A framework for training Reinforcement Learning agents in Minecraft with Project Malmö. I've built it for my own research and I hope it's useful to others as well. It is partially based on code provided with the The Malmo Collaborative AI Challenge, extended to support more Malmö mission environments. It should also be easy to extend further to support the needs of more environments.

DRQN with biased ε-greedy DRQN with biased ε-greedy DRQN with biased ε-greedy DRQN with biased ε-greedy

Work in progress...

Define a mission

Create missions/<your_mission>.py. Inside it you must define 3 classses:

  1. Mission, where you should define at least the mission_name the agent_names and the mission_xml description.

  2. MissionEnvironment, where you should define at least the available actions in the environment. You can optionally define several other aspects of the environment, like how you want actions sent by the agent to be handled etc. by overriding the respective methods.

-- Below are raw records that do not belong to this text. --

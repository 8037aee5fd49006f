use crate::errors::AppResult;
use crate::export::{self, ExchangeRecord, ExportFormat, ensure_writable};
use crate::store::RecordStore;
use crate::utils::date::same_month;
use chrono::NaiveDate;
use std::path::Path;
use tracing::info;

pub struct ExportLogic;

impl ExportLogic {
    /// Write the ledger to `path`, newest record first.
    ///
    /// `headers` label the spreadsheet columns; JSON and CSV keep the
    /// interchange field names so the output can be imported back.
    /// `month` narrows the output to one calendar month; `None` exports
    /// every record, which is what a later `import` expects for a full copy.
    pub fn export(
        store: &dyn RecordStore,
        headers: &[String],
        format: ExportFormat,
        path: &Path,
        month: Option<NaiveDate>,
        force: bool,
    ) -> AppResult<usize> {
        ensure_writable(path, force)?;

        let records: Vec<ExchangeRecord> = store
            .list_all()?
            .iter()
            .filter(|r| month.is_none_or(|m| same_month(r.date, m)))
            .map(ExchangeRecord::from)
            .collect();

        Self::write(format, &records, headers, path)?;

        info!(format = format.as_str(), count = records.len(), path = %path.display(), "ledger exported");
        Ok(records.len())
    }

    fn write(
        format: ExportFormat,
        records: &[ExchangeRecord],
        headers: &[String],
        path: &Path,
    ) -> AppResult<()> {
        match format {
            ExportFormat::Json => export::export_json(records, path),
            ExportFormat::Csv => export::export_csv(records, path),
            ExportFormat::Xlsx => export::export_xlsx(records, headers, path),
        }
    }
}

  3. MissionStateBuilder, where you can define the states (frames, observations etc.) produced by the environment. You must override the build() method to create and return states to the agent.

Take a look at the included missions/classroom.py and missions/multi_agent.py for more concrete examples.

Define an agent

New agents should extend BaseAgent and override fit(), test(), save() and load() methods for training, testing, saving and loading the agent respectively. You can look at the included agents in malmo_rl for examples.

Run an experiment

You can look at the included run_classroom.py and run_multi_agent.py for how to make your own script for your custom experiment but you don't necessarily have to follow them. The scripts expect a list of Malmö clients defined in clients.txt. There must be at least as many clients as there are agents in the mission.

Use included agents

malmo_rl includes 3 agents based on my fork of keras-rl:

  1. Random agent
  2. Double Dueling DQN (D-DDQN) with recurrent network support
  3. Deep Deterministic Policy Gradient (DDPG) with recurrent network support

You can run classroom_train_dqn.sh or classroom_train_ddpg.sh to train DQN and DDPG respectively on the Classroom mission. You can also run multi_agent_random.sh to test a mission with 2 random agents and an overhead observer.

malmo_rl_agents

Requirements

Extra

If you want to use the environments shown in the .gifs you can download them here and extract them in your <malmo_dir>/Minecraft/run/saves folder.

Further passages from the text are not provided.